Task goal: What is needed is an exact copy of the lines from the one containing "else if gap" through the final line of the material below.

Records provided:
▼
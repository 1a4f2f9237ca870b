use unicode_width::{UnicodeWidthChar, UnicodeWidthStr};

/// How a text node breaks lines that are wider than the node.
#[derive(Debug, Clone, Copy, PartialEq, Eq, Default)]
pub enum TextWrap {
    /// Lines are never broken; overflow is clipped.
    None,
    /// Break at any character.
    #[default]
    Char,
    /// Break between words, falling back to characters for long words.
    Word,
}

pub fn display_width(s: &str) -> usize {
    s.width()
}

pub fn char_width(c: char) -> usize {
    c.width().unwrap_or(0)
}

/// Break `text` into display lines at most `max_width` columns wide.
///
/// Every logical line (split on `\n`) produces at least one display line,
/// so the empty string is one line and `"a\n"` is two.
pub fn wrap(text: &str, max_width: usize, mode: TextWrap) -> Vec<String> {
    match mode {
        TextWrap::None => text.split('\n').map(str::to_string).collect(),
        TextWrap::Char => text
            .split('\n')
            .flat_map(|line| wrap_line_chars(line, max_width))
            .collect(),
        TextWrap::Word => text
            .split('\n')
            .flat_map(|line| wrap_line_words(line, max_width))
            .collect(),
    }
}

/// Number of display lines `text` needs at `max_width` columns.
pub fn display_line_count(text: &str, max_width: usize, mode: TextWrap) -> usize {
    wrap(text, max_width, mode).len()
}

fn wrap_line_chars(line: &str, max_width: usize) -> Vec<String> {
    if max_width == 0 || line.is_empty() {
        return vec![line.to_string()];
    }

    let mut lines = Vec::new();
    let mut current = String::new();
    let mut width = 0;

    for ch in line.chars() {
        let w = char_width(ch);
        if w > 0 && width + w > max_width && !current.is_empty() {
            lines.push(std::mem::take(&mut current));
            width = 0;
        }
        current.push(ch);
        width += w;
    }

    lines.push(current);
    lines
}

fn wrap_line_words(line: &str, max_width: usize) -> Vec<String> {
    if max_width == 0 || display_width(line) <= max_width {
        return vec![line.to_string()];
    }

    let mut lines = Vec::new();
    let mut current = String::new();
    let mut width = 0;

    for word in line.split_whitespace() {
        let word_width = display_width(word);

        if word_width > max_width {
            if !current.is_empty() {
                lines.push(std::mem::take(&mut current));
            }
            let mut pieces = wrap_line_chars(word, max_width);
            // The tail of a broken word keeps collecting following words.
            current = pieces.pop().unwrap_or_default();
            width = display_width(&current);
            lines.extend(pieces);
            continue;
        }

        let gap = usize::from(!current.is_empty());
        if width + gap + word_width > max_width {
            lines.push(std::mem::take(&mut current));
            width = 0;
        } else if gap == 1 {
            current.push(' ');
            width += 1;
        }
        current.push_str(word);
        width += word_width;
    }

    if !current.is_empty() || lines.is_empty() {
        lines.push(current);
    }
    lines
}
▲
Response to the task:
        } else if gap == 1 {
            current.push(' ');
            width += 1;
        }
        current.push_str(word);
        width += word_width;
    }

    if !current.is_empty() || lines.is_empty() {
        lines.push(current);
    }
    lines
}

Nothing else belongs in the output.